McAvoy is coming off his second-highest career point total with 52, seven goals, and 45 assists. He certainly would have surpassed his career high, where he recorded 56 points for the 2021-22 season, but he missed the first 15 games of the 2022-23 season due to recovering from off-season shoulder surgery. The workhorse defenseman has every attribute to be the league’s top player at his position. Although he has put up good numbers, there is still another element of his game he can grow to place him as a Norris Trophy candidate.
McAvoy’s point production isn’t as touted as regular Norris Trophy candidates because his season goal totals aren’t as high. His career high for goals came in 2021-22, where he scored ten. The last three Norris Trophy winners (in an 82-game season) have scored an average of 23 goals. So why has McAvoy not yet reached a goal total that high?
Total shots on goal and total shots attempted would seem to be the leading factor for why the 25-year-old defenseman hasn’t reached a higher goal total. Along with averaging 23 goals a season, the last three Norris Trophy winners (in an 82-game season) have recorded an average of 236.3 total shots on goal and 508 shots attempted. McAvoy has never recorded more than 166 shots on goal or 295 attempted shots in his NHL career.
So, the moral of the story here is McAvoy needs to increase his volume of attempted shots, which should translate to more shots on goal.
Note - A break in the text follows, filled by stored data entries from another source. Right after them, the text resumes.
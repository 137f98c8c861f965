//! Seam between the plugin and the host's device store
//!
//! A home-automation host owns device registration, value persistence and
//! the heartbeat. The plugin only sees the [`Host`] trait. [`MemoryHost`] is
//! the store used by the standalone adapter and by tests.

use crate::error::{Result, SessyError};
use chrono::{DateTime, Utc};
use serde::{Deserialize, Serialize};
use std::collections::BTreeMap;

/// Device id of the synthetic device carrying the system aggregate
pub const SYSTEM_DEVICE_ID: &str = "System";

/// Host sensor/actuator types the plugin creates
#[derive(Debug, Clone, PartialEq, Serialize, Deserialize)]
#[serde(tag = "type", rename_all = "snake_case")]
pub enum DeviceKind {
    /// sValue is a percentage
    Percentage,
    /// Instantaneous power in W
    Usage,
    /// `"power;cumulative_wh"` energy meter
    Counter,
    /// Selector switch; nValue/sValue is the level
    Selector { levels: Vec<(u32, String)> },
    /// Numeric setpoint in W
    Setpoint,
    /// Free text
    Text,
    /// `"usage1;usage2;return1;return2;cons;prod"`
    SmartMeter,
}

/// Everything the host needs to create one unit
#[derive(Debug, Clone, PartialEq, Serialize, Deserialize)]
pub struct DeviceSpec {
    pub device_id: String,
    pub unit: u8,
    pub name: String,
    pub kind: DeviceKind,
}

/// A value pushed to the host
#[derive(Debug, Clone, PartialEq, Eq, Serialize, Deserialize)]
pub struct DeviceUpdate {
    pub n_value: i64,
    pub s_value: String,
}

impl DeviceUpdate {
    /// Update carrying only an sValue
    pub fn text<S: Into<String>>(s_value: S) -> Self {
        Self {
            n_value: 0,
            s_value: s_value.into(),
        }
    }

    /// Update where nValue and sValue carry the same level
    pub fn level(level: u32) -> Self {
        Self {
            n_value: i64::from(level),
            s_value: level.to_string(),
        }
    }
}

/// What the host remembers of a unit
#[derive(Debug, Clone, PartialEq, Eq, Serialize, Deserialize)]
pub struct StoredValue {
    pub n_value: i64,
    pub s_value: String,
    pub last_update: DateTime<Utc>,
}

/// Device store and scheduling owned by the host
pub trait Host: Send {
    fn has_device(&self, device_id: &str, unit: u8) -> bool;

    fn create_device(&mut self, spec: DeviceSpec) -> Result<()>;

    fn update_device(&mut self, device_id: &str, unit: u8, update: DeviceUpdate) -> Result<()>;

    /// Last value and update time, if the unit ever received one
    fn stored_value(&self, device_id: &str, unit: u8) -> Option<StoredValue>;

    /// Ask the host to call `on_heartbeat` every `seconds`
    fn set_heartbeat(&mut self, seconds: u64);

    /// Host wall clock
    fn now(&self) -> DateTime<Utc> {
        Utc::now()
    }
}

/// One unit in the in-memory store
#[derive(Debug, Clone, PartialEq, Serialize, Deserialize)]
pub struct HostDevice {
    pub spec: DeviceSpec,
    pub value: Option<StoredValue>,
}

/// In-memory device store
#[derive(Debug, Default)]
pub struct MemoryHost {
    devices: BTreeMap<(String, u8), HostDevice>,
    heartbeat_seconds: Option<u64>,
    clock: Option<DateTime<Utc>>,
}

impl MemoryHost {
    pub fn new() -> Self {
        Self::default()
    }

    /// Rebuild a store from persisted devices
    pub fn from_devices(devices: Vec<HostDevice>) -> Self {
        let devices = devices
            .into_iter()
            .map(|d| ((d.spec.device_id.clone(), d.spec.unit), d))
            .collect();
        Self {
            devices,
            ..Self::default()
        }
    }

    /// All units, ordered by device id and unit
    pub fn devices(&self) -> Vec<HostDevice> {
        self.devices.values().cloned().collect()
    }

    pub fn device(&self, device_id: &str, unit: u8) -> Option<&HostDevice> {
        self.devices.get(&(device_id.to_string(), unit))
    }

    /// Current sValue of a unit
    pub fn s_value(&self, device_id: &str, unit: u8) -> Option<&str> {
        self.device(device_id, unit)
            .and_then(|d| d.value.as_ref())
            .map(|v| v.s_value.as_str())
    }

    pub fn heartbeat_seconds(&self) -> Option<u64> {
        self.heartbeat_seconds
    }

    /// Pin the clock; `None` returns to wall-clock time
    pub fn set_clock(&mut self, now: Option<DateTime<Utc>>) {
        self.clock = now;
    }
}

impl Host for MemoryHost {
    fn has_device(&self, device_id: &str, unit: u8) -> bool {
        self.devices.contains_key(&(device_id.to_string(), unit))
    }

    fn create_device(&mut self, spec: DeviceSpec) -> Result<()> {
        let key = (spec.device_id.clone(), spec.unit);
        if self.devices.contains_key(&key) {
            return Err(SessyError::host(format!(
                "Device {} unit {} already exists",
                spec.device_id, spec.unit
            )));
        }
        self.devices.insert(key, HostDevice { spec, value: None });
        Ok(())
    }

    fn update_device(&mut self, device_id: &str, unit: u8, update: DeviceUpdate) -> Result<()> {
        let now = self.now();
        let device = self
            .devices
            .get_mut(&(device_id.to_string(), unit))
            .ok_or_else(|| {
                SessyError::host(format!("Unknown device {} unit {}", device_id, unit))
            })?;
        device.value = Some(StoredValue {
            n_value: update.n_value,
            s_value: update.s_value,
            last_update: now,
        });
        Ok(())
    }

    fn stored_value(&self, device_id: &str, unit: u8) -> Option<StoredValue> {
        self.device(device_id, unit).and_then(|d| d.value.clone())
    }

    fn set_heartbeat(&mut self, seconds: u64) {
        self.heartbeat_seconds = Some(seconds);
    }

    fn now(&self) -> DateTime<Utc> {
        self.clock.unwrap_or_else(Utc::now)
    }
}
The math would obviously reveal he’s likely to score more goals if he takes this approach. McAvoy does not have a poor shot either; he has displayed his ability to shoot the puck with a quick release or be patient and let it rip. He also knows how to place the puck where he wants to shoot, demonstrating with several picked corner goals throughout his career.
McAvoy may not shoot the puck as much as other top defensemen around the league because of the high-end shooting talent the Bruins have had among their forwards since McAvoy entered the NHL in 2017. With players that can shoot the puck like Pastrnak, among others whom McAvoy has played with, it makes sense to rely more on puck distribution, which he is one of the best in the league. But with the Bruins roster looking not as strong offensively on paper as previous seasons, it should be time for McAvoy to start putting more pucks to the net.
The former Boston University Terrier doesn’t have many weaknesses as a hockey player. His defensive game and physicality speak for themselves, and his leadership on and off the ice. He logs high minutes every night, largely contributing both on the power-play and penalty kill, and is arguably the best defenseman in the league at breaking the puck out of the defensive zone. But with how the league has changed, it’s simple if the former first-round pick wants to collect his first Norris Trophy. Shoot the puck more.